US Air Still Restructuring; Predicts Links With LCCs
WASHINGTON (Aviation Daily) - As the U.S. network and low-cost carriers (LCC) intensify their current battles, US Airways CEO David Siegel yesterday predicted that the two airline business models will likely converge rather than lead to the "extinction" of any one of the models.
Siegel told the Aero Club of Washington that in some ways, the LCCs are starting to look more like the big airlines. He noted that JetBlue, AirTran and other LCCs are touting frills such as live television and leather seats, and several LCCs are flying long-haul transcontinental routes. At the same time, legacy carriers are dropping meal service on many routes, eliminating first-class cabins and simplifying fares.

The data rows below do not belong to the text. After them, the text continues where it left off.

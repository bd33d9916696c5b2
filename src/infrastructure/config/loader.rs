use std::path::{Path, PathBuf};

use figment::Figment;
use figment::providers::{Format, Yaml};
use thiserror::Error;
use tracing::{debug, error};

use super::path::ConfigPathFlag;
use crate::domain::models::config::Config;

/// Configuration error types
#[derive(Error, Debug)]
pub enum ConfigError {
    #[error("Config path is empty")]
    PathResolution,

    #[error("Config file not found at {}: {source}", path.display())]
    FileNotFound {
        path: PathBuf,
        #[source]
        source: std::io::Error,
    },

    #[error("Failed to parse config file {}: {source}", path.display())]
    Parse {
        path: PathBuf,
        #[source]
        source: figment::Error,
    },

    #[error("Invalid command-line arguments: {0}")]
    InvalidArguments(#[from] clap::Error),
}

/// Loads the service configuration from a YAML file
pub struct ConfigLoader;

impl ConfigLoader {
    /// Load configuration using the process arguments and `CONFIG_PATH`
    pub fn load() -> Result<Config, ConfigError> {
        let flag = ConfigPathFlag::parse_from(std::env::args_os())?;
        Self::load_with(&flag)
    }

    /// Load configuration using an already-parsed `--config` flag and `CONFIG_PATH`
    pub fn load_with(flag: &ConfigPathFlag) -> Result<Config, ConfigError> {
        let (path, source) = flag.resolve_from_env();
        debug!(path = %path.display(), ?source, "resolved config path");
        Self::load_from_path(path)
    }

    /// Load configuration from a specific file
    pub fn load_from_path(path: impl AsRef<Path>) -> Result<Config, ConfigError> {
        let path = path.as_ref();
        if path.as_os_str().is_empty() {
            return Err(ConfigError::PathResolution);
        }

        // Yaml::file treats a missing file as empty, so check it up front
        std::fs::metadata(path).map_err(|source| ConfigError::FileNotFound {
            path: path.to_path_buf(),
            source,
        })?;

        let mut config: Config = Figment::new()
            .merge(Yaml::file(path))
            .extract()
            .map_err(|source| ConfigError::Parse {
                path: path.to_path_buf(),
                source,
            })?;

        config.fill_zero_defaults();
        Self::validate(&config).map_err(|source| ConfigError::Parse {
            path: path.to_path_buf(),
            source,
        })?;

        debug!(path = %path.display(), env = %config.env, "config loaded");
        Ok(config)
    }

    /// Like [`ConfigLoader::load`], but terminates the process on failure
    pub fn must_load() -> Config {
        Self::load().unwrap_or_else(|err| terminate(&err))
    }

    /// Like [`ConfigLoader::load_with`], but terminates the process on failure
    pub fn must_load_with(flag: &ConfigPathFlag) -> Config {
        Self::load_with(flag).unwrap_or_else(|err| terminate(&err))
    }

    /// Checks that serde alone cannot express
    pub fn validate(config: &Config) -> Result<(), figment::Error> {
        if config.storage_path.is_empty() {
            return Err(<figment::Error as serde::de::Error>::missing_field(
                "storage_path",
            ));
        }
        Ok(())
    }
}

fn terminate(err: &ConfigError) -> ! {
    error!(error = %err, "failed to load config");
    eprintln!("fatal: {}", error_chain(err));
    std::process::exit(1);
}

/// Render an error with all of its sources, outermost first
fn error_chain(err: &dyn std::error::Error) -> String {
    let mut message = err.to_string();
    let mut current = err.source();
    while let Some(cause) = current {
        let text = cause.to_string();
        if !message.contains(&text) {
            message.push_str(": ");
            message.push_str(&text);
        }
        current = cause.source();
    }
    message
}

Siegel believes low-cost carriers and network carriers will likely form partnerships. For example, "why shouldn't the major U.S. international airlines cooperate with LCCs to feed their international services?" He also thought it would be a good idea to bring LCCs into the major carrier frequent-flyer programs.
One low-cost airline quickly ruled out that possibility yesterday. Southwest Chairman Herb Kelleher, in a conference call with reporters about his carrier's Philadelphia plans, said he has looked at linking with network carriers over the years but found it difficult as Southwest's operations are "completely different" from the other hub-and-spoke carriers "in every respect." In return for an alliance, Kelleher said the network carriers "wanted us to operate the way they do."
Ultimately, however, Siegel said, "Old guard airlines" like US Airways are going to "have to completely change the way we do business. While the carrier's Chapter 11 reorganization gave the airline a "second chance at life...we are certainly not done restructuring."
In response to a question, Siegel said the carrier "has no plans to file" for another round of Chapter 11 protection, but said more changes and cost cuts are needed before the carrier reaches "sustained profitability."
Siegel said the legacy carriers can learn a lot from the LCCs, including their "simple set of customer expectations." Network carriers, "in trying to be all things to all people, have done just the opposite." The airlines have created a "set of schizophrenic expectations, many in conflict with one other."
Siegel believes that some airlines are still looking for the "quick fix" to their problems, citing development of an airline-within-an airline or "less room-in-coach" or the new "elite-for-a-day" marketing program. "These just aren't panaceas," he said. "Not close."
He believes legacy carriers need to find a way to "better exploit the great strengths and structural advantages that made them the world's aviation leaders."